#### [ACTIVITY]
Read the lines below. Copy out any that hold the string "buffer".

#### [RECORDS FOR THIS EXERCISE]
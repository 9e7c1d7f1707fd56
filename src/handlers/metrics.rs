use axum::{http::StatusCode, response::IntoResponse};
use prometheus::{Encoder, TextEncoder};

pub async fn metrics_handler() -> impl IntoResponse {
    let encoder = TextEncoder::new();
    let metric_families = prometheus::gather();
    let mut buffer = Vec::new();
    if let Err(e) = encoder.encode(&metric_families, &mut buffer) {
        return (StatusCode::INTERNAL_SERVER_ERROR, e.to_string());
    }
    match String::from_utf8(buffer) {
        Ok(text) => (StatusCode::OK, text),
        Err(e) => (StatusCode::INTERNAL_SERVER_ERROR, e.to_string()),
    }
}
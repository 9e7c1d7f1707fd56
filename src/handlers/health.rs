use axum::{Json, extract::State, response::IntoResponse};
use std::sync::Arc;

use crate::state::AppState;

pub async fn health_handler(State(state): State<Arc<AppState>>) -> impl IntoResponse {
    let limiter = state.governor.limiter();
    Json(serde_json::json!({
        "status": "healthy",
        "profile": state.profile.name(),
        "queue_len": limiter.queue_len(),
        "window_len": limiter.window_len(),
        "timestamp": chrono::Utc::now().to_rfc3339()
    }))
}
use axum::{
    extract::{Path, State},
    http::StatusCode,
};
use std::sync::Arc;
use tracing::info;

use crate::error::GovernorError;
use crate::state::AppState;

pub async fn invalidate_handler(
    State(state): State<Arc<AppState>>,
    Path(key): Path<String>,
) -> Result<StatusCode, GovernorError> {
    state.governor.cache().del(&key).await?;
    info!(key = %key, "cache entry invalidated");
    Ok(StatusCode::NO_CONTENT)
}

#### [RESPONSE AREA]
    let mut buffer = Vec::new();
    if let Err(e) = encoder.encode(&metric_families, &mut buffer) {
    match String::from_utf8(buffer) {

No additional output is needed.